**REQUIRED ACTION**
Extract every line starting at the line that contains "operator will take." and ending with the final line of the data, inclusive; give only those lines, word for word.

(Saved entries)
=== Begin Enclosure ===

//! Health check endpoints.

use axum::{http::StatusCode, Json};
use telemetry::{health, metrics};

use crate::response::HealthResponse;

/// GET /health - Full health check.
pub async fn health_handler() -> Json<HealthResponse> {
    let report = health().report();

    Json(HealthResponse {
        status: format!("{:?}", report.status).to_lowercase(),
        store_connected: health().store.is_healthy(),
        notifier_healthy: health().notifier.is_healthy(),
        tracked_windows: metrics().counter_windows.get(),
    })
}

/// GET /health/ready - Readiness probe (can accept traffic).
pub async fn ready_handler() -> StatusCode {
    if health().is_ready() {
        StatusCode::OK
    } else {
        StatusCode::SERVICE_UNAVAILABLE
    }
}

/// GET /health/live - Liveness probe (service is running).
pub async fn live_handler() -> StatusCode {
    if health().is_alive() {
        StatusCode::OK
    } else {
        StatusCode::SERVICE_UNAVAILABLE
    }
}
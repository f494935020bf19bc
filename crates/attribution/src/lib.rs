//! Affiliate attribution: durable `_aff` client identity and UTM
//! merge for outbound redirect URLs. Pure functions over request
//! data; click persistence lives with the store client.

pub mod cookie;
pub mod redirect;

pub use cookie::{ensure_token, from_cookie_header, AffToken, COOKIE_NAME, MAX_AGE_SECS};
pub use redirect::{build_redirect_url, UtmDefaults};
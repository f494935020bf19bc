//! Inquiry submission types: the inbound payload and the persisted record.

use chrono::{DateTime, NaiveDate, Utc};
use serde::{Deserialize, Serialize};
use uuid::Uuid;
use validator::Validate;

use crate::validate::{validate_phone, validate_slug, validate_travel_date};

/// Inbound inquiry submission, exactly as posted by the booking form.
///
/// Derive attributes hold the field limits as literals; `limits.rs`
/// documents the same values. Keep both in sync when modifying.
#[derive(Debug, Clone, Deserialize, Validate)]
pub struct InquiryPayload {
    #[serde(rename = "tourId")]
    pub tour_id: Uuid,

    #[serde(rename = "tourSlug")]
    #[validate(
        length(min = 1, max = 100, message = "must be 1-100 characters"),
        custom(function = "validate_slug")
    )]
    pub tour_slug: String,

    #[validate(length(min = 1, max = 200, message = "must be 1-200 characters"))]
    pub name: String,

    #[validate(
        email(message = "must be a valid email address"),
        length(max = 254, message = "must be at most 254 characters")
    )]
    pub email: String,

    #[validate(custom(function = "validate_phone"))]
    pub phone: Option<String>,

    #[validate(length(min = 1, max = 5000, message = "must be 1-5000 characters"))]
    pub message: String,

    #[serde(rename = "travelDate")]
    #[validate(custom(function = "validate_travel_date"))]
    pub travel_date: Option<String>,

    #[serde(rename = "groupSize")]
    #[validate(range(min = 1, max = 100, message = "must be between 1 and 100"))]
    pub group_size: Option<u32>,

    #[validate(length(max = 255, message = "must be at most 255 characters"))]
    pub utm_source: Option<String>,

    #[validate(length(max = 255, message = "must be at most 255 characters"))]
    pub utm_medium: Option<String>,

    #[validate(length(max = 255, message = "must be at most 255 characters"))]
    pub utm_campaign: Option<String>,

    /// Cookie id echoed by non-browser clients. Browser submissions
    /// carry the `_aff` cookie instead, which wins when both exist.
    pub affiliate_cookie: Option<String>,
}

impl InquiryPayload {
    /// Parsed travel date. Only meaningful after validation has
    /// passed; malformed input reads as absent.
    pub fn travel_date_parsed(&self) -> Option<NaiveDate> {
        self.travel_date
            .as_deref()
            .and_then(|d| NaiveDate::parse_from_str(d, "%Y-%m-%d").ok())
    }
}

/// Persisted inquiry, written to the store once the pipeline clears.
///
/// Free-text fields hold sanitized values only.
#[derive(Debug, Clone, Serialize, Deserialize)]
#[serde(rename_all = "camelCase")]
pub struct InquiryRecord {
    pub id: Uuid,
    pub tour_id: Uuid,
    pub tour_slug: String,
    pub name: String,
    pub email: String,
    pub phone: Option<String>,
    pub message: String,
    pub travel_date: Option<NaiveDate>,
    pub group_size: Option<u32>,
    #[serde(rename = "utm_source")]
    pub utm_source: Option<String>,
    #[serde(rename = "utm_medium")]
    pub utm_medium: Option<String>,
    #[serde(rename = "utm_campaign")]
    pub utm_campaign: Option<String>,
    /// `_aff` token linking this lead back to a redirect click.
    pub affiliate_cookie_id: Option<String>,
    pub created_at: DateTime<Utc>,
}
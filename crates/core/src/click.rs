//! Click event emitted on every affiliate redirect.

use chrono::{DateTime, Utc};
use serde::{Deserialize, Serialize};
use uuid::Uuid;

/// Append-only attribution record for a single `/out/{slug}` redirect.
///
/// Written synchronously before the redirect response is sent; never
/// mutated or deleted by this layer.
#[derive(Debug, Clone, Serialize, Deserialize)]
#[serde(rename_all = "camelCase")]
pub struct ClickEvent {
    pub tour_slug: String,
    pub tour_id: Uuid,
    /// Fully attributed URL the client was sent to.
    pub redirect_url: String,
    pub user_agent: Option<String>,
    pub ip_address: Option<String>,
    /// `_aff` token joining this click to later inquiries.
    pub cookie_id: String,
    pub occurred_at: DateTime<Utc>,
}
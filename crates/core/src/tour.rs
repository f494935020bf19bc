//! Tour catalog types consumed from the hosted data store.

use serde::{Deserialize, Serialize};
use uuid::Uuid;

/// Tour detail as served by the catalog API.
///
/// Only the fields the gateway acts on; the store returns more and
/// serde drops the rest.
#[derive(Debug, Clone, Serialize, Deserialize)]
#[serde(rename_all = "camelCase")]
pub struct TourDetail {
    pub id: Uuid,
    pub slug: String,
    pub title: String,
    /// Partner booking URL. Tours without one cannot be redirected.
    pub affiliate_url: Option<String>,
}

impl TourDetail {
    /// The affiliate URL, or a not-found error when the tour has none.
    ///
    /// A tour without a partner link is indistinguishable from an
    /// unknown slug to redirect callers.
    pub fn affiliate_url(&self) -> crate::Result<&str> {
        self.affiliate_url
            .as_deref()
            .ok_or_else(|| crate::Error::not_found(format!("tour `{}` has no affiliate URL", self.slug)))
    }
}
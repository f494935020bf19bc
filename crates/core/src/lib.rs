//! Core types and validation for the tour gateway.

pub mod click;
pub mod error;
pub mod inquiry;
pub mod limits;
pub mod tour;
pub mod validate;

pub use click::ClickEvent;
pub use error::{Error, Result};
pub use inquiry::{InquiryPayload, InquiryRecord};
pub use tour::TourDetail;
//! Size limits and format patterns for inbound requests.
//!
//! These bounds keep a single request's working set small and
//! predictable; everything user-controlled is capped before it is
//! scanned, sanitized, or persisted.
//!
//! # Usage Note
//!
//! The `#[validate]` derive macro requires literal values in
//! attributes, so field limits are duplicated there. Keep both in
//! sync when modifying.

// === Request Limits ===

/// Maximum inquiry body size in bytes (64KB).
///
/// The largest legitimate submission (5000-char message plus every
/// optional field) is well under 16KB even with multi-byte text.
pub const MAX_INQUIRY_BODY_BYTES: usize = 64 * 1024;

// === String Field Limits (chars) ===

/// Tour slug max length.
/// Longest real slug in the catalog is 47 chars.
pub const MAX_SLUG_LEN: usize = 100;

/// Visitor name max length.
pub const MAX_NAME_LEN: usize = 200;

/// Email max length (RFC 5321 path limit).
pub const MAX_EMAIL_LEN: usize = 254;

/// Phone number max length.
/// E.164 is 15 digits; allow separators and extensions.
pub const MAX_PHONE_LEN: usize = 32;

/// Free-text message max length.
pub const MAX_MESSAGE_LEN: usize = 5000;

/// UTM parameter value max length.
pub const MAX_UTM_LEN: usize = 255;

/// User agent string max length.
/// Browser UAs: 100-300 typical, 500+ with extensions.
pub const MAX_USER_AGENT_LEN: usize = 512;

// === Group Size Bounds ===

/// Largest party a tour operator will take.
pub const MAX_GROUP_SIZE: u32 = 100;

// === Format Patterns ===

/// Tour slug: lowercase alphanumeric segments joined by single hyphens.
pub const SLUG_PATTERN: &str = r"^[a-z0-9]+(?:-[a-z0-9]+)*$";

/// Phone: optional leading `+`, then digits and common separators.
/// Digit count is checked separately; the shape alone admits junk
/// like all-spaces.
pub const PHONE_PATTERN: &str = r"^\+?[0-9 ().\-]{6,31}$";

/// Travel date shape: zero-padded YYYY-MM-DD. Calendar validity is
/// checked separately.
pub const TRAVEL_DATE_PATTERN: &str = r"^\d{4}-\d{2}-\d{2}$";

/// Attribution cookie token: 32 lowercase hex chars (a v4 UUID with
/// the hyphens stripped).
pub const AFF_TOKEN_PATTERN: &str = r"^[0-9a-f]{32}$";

=== End Enclosure ===

**ANSWER TO THE PROBLEM**
/// Largest party a tour operator will take.
pub const MAX_GROUP_SIZE: u32 = 100;

// === Format Patterns ===

/// Tour slug: lowercase alphanumeric segments joined by single hyphens.
pub const SLUG_PATTERN: &str = r"^[a-z0-9]+(?:-[a-z0-9]+)*$";

/// Phone: optional leading `+`, then digits and common separators.
/// Digit count is checked separately; the shape alone admits junk
/// like all-spaces.
pub const PHONE_PATTERN: &str = r"^\+?[0-9 ().\-]{6,31}$";

/// Travel date shape: zero-padded YYYY-MM-DD. Calendar validity is
/// checked separately.
pub const TRAVEL_DATE_PATTERN: &str = r"^\d{4}-\d{2}-\d{2}$";

/// Attribution cookie token: 32 lowercase hex chars (a v4 UUID with
/// the hyphens stripped).
pub const AFF_TOKEN_PATTERN: &str = r"^[0-9a-f]{32}$";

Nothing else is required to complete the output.